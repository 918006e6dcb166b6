//! Remote abort and yield: two queues named after this host, each carrying
//! a job id. A command that doesn't match the task currently running is a
//! no-op — by the time it would arrive, the job has usually already moved
//! on, and `update_job`'s own guard is what actually protects state.

use std::sync::{Arc, Mutex};

use message_bus::{ack, BusConnection, ManualAckConsumer};
use scheduler_types::{queues, JobId};
use tokio_util::sync::CancellationToken;
use tracing::{debug, warn};

#[derive(Clone)]
pub(crate) struct CurrentTask {
    pub job_id: JobId,
    pub abort_token: CancellationToken,
    pub yield_token: CancellationToken,
}

pub(crate) type CurrentTaskSlot = Arc<Mutex<Option<CurrentTask>>>;

pub(crate) fn spawn_command_listener(
    bus: BusConnection,
    queue_name: String,
    current: CurrentTaskSlot,
    select_token: impl Fn(&CurrentTask) -> &CancellationToken + Send + 'static,
) {
    tokio::spawn(async move {
        let channel = match bus.channel().await {
            Ok(channel) => channel,
            Err(err) => {
                warn!(%err, queue_name, "failed to open channel for command listener");
                return;
            }
        };
        let mut consumer = match ManualAckConsumer::new(channel, &queue_name, 1).await {
            Ok(consumer) => consumer,
            Err(err) => {
                warn!(%err, queue_name, "failed to start command listener");
                return;
            }
        };

        while let Some(delivery) = consumer.next().await {
            let delivery = match delivery {
                Ok(delivery) => delivery,
                Err(err) => {
                    warn!(%err, queue_name, "command listener consumer error, stopping");
                    return;
                }
            };

            let job_id: Option<JobId> = serde_json::from_slice(&delivery.data).ok();
            if let Err(err) = ack(&delivery).await {
                warn!(%err, "failed to ack worker command");
            }

            let Some(job_id) = job_id else {
                warn!(queue_name, "dropping malformed worker command payload");
                continue;
            };

            let guard = current.lock().unwrap();
            if matches_running_task(guard.as_ref(), job_id) {
                select_token(guard.as_ref().unwrap()).cancel();
            } else {
                debug!(%job_id, queue_name, "command did not match the currently running job, ignoring");
            }
        }
    });
}

fn matches_running_task(current: Option<&CurrentTask>, job_id: JobId) -> bool {
    current.is_some_and(|task| task.job_id == job_id)
}

pub(crate) fn abort_queue_name(hostname: &str) -> String {
    queues::abort_queue(hostname)
}

pub(crate) fn yield_queue_name(hostname: &str) -> String {
    queues::yield_queue(hostname)
}

#[cfg(test)]
mod tests {
    use super::*;

    #[test]
    fn matches_only_the_currently_running_job() {
        let running = CurrentTask {
            job_id: JobId::new(1),
            abort_token: CancellationToken::new(),
            yield_token: CancellationToken::new(),
        };
        assert!(matches_running_task(Some(&running), JobId::new(1)));
        assert!(!matches_running_task(Some(&running), JobId::new(2)));
        assert!(!matches_running_task(None, JobId::new(1)));
    }

    #[test]
    fn queue_names_are_namespaced_by_hostname() {
        assert_eq!(abort_queue_name("host-a"), "workers.host-a.abort_job");
        assert_eq!(yield_queue_name("host-a"), "workers.host-a.yield_job");
    }
}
#####
WHAT YOU NEED TO DO
Retype every entry above, word for word.

EXERCISE SOLUTION
repository 918006e6dcb166b6
//! Remote abort and yield: two queues named after this host, each carrying
//! a job id. A command that doesn't match the task currently running is a
//! no-op — by the time it would arrive, the job has usually already moved
//! on, and `update_job`'s own guard is what actually protects state.

use std::sync::{Arc, Mutex};

use message_bus::{ack, BusConnection, ManualAckConsumer};
use scheduler_types::{queues, JobId};
use tokio_util::sync::CancellationToken;
use tracing::{debug, warn};

#[derive(Clone)]
pub(crate) struct CurrentTask {
    pub job_id: JobId,
    pub abort_token: CancellationToken,
    pub yield_token: CancellationToken,
}

pub(crate) type CurrentTaskSlot = Arc<Mutex<Option<CurrentTask>>>;

pub(crate) fn spawn_command_listener(
    bus: BusConnection,
    queue_name: String,
    current: CurrentTaskSlot,
    select_token: impl Fn(&CurrentTask) -> &CancellationToken + Send + 'static,
) {
    tokio::spawn(async move {
        let channel = match bus.channel().await {
            Ok(channel) => channel,
            Err(err) => {
                warn!(%err, queue_name, "failed to open channel for command listener");
                return;
            }
        };
        let mut consumer = match ManualAckConsumer::new(channel, &queue_name, 1).await {
            Ok(consumer) => consumer,
            Err(err) => {
                warn!(%err, queue_name, "failed to start command listener");
                return;
            }
        };

        while let Some(delivery) = consumer.next().await {
            let delivery = match delivery {
                Ok(delivery) => delivery,
                Err(err) => {
                    warn!(%err, queue_name, "command listener consumer error, stopping");
                    return;
                }
            };

            let job_id: Option<JobId> = serde_json::from_slice(&delivery.data).ok();
            if let Err(err) = ack(&delivery).await {
                warn!(%err, "failed to ack worker command");
            }

            let Some(job_id) = job_id else {
                warn!(queue_name, "dropping malformed worker command payload");
                continue;
            };

            let guard = current.lock().unwrap();
            if matches_running_task(guard.as_ref(), job_id) {
                select_token(guard.as_ref().unwrap()).cancel();
            } else {
                debug!(%job_id, queue_name, "command did not match the currently running job, ignoring");
            }
        }
    });
}

fn matches_running_task(current: Option<&CurrentTask>, job_id: JobId) -> bool {
    current.is_some_and(|task| task.job_id == job_id)
}

pub(crate) fn abort_queue_name(hostname: &str) -> String {
    queues::abort_queue(hostname)
}

pub(crate) fn yield_queue_name(hostname: &str) -> String {
    queues::yield_queue(hostname)
}

#[cfg(test)]
mod tests {
    use super::*;

    #[test]
    fn matches_only_the_currently_running_job() {
        let running = CurrentTask {
            job_id: JobId::new(1),
            abort_token: CancellationToken::new(),
            yield_token: CancellationToken::new(),
        };
        assert!(matches_running_task(Some(&running), JobId::new(1)));
        assert!(!matches_running_task(Some(&running), JobId::new(2)));
        assert!(!matches_running_task(None, JobId::new(1)));
    }

    #[test]
    fn queue_names_are_namespaced_by_hostname() {
        assert_eq!(abort_queue_name("host-a"), "workers.host-a.abort_job");
        assert_eq!(yield_queue_name("host-a"), "workers.host-a.yield_job");
    }
}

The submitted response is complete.